Strengths and Limitations

To our knowledge, this is the first study to report multiple aspects of neuromuscular and individual MU adaptations of the vastus lateralis muscle across three timepoints of the menstrual cycle with quantification of plasma estrogen and progesterone. The iEMG techniques applied enable identification of adaptations occurring centrally (MU firing rate and firing rate variability) alongside those occurring peripherally at the NMJ and muscle fibre. We applied rigorous methods to accurately quantify the cycle period via self-assessment and hormone quantification and obtained all data within a single cycle to avoid multi-cycle variability. This latter point may be viewed by some as a limitation; all participants completed the three assessments in phase order from the early follicular, to ovulation and finally to the mid-luteal phase which presents the possibility of a learning effect.

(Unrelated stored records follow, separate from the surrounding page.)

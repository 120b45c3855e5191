// Copyright 2023, The Android Open Source Project
//
// Licensed under the Apache License, Version 2.0 (the "License");
// you may not use this file except in compliance with the License.
// You may obtain a copy of the License at
//
//     http://www.apache.org/licenses/LICENSE-2.0
//
// Unless required by applicable law or agreed to in writing, software
// distributed under the License is distributed on an "AS IS" BASIS,
// WITHOUT WARRANTIES OR CONDITIONS OF ANY KIND, either express or implied.
// See the License for the specific language governing permissions and
// limitations under the License.

use std::path::PathBuf;

/// The subset of a parsed fstab record that verity setup consumes. The fstab
/// file itself is parsed by the init system; callers hand records in and
/// mount whatever `blk_device` points at afterwards.
#[derive(Clone, Debug)]
pub struct FstabEntry {
    /// Block device backing the filesystem. Replaced with the mapper device
    /// path once a verity target has been stacked on top of it.
    pub blk_device: PathBuf,
    /// Where the filesystem gets mounted, e.g. `/system`. The basename also
    /// names the mapper device.
    pub mount_point: PathBuf,
    /// Filesystem type, e.g. `ext4`.
    pub fs_type: String,
}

However, we anticipate this to be minimal given the lack of difference in any performance measure and there were at least seven days between our chosen phases of the cycle, further minimising any possible learning effect.

Conclusion

Knee extensor muscle force, power, and force steadiness is unaltered across the female menstrual cycle under conditions of fluctuating estrogen and progesterone. There is evidence of adaptation of MU firing rate of low threshold MUs and a probable alteration of recruitment strategy to achieve a given force; however this was not statistically associated with circulating hormone concentrations. NMJ transmission instability was unaltered and highlights minimal effects of the cycle on the peripheral motor system. Although notably interesting from a physiological perspective, these observations had no clear influence on any of the functional assessments of neuromuscular strength and control. Collectively, our human data reveal minimal effects of the menstrual cycle on neuromuscular performance with a probable suppression of firing rate early recruited motor units in the ovulation and mid-luteal phases. These findings offer insight into the functional, or lack thereof, consequences at different stages of the menstrual cycle, where required in research and performance environments, and minimise the perceived limitation of including females in neuromuscular physiology studies.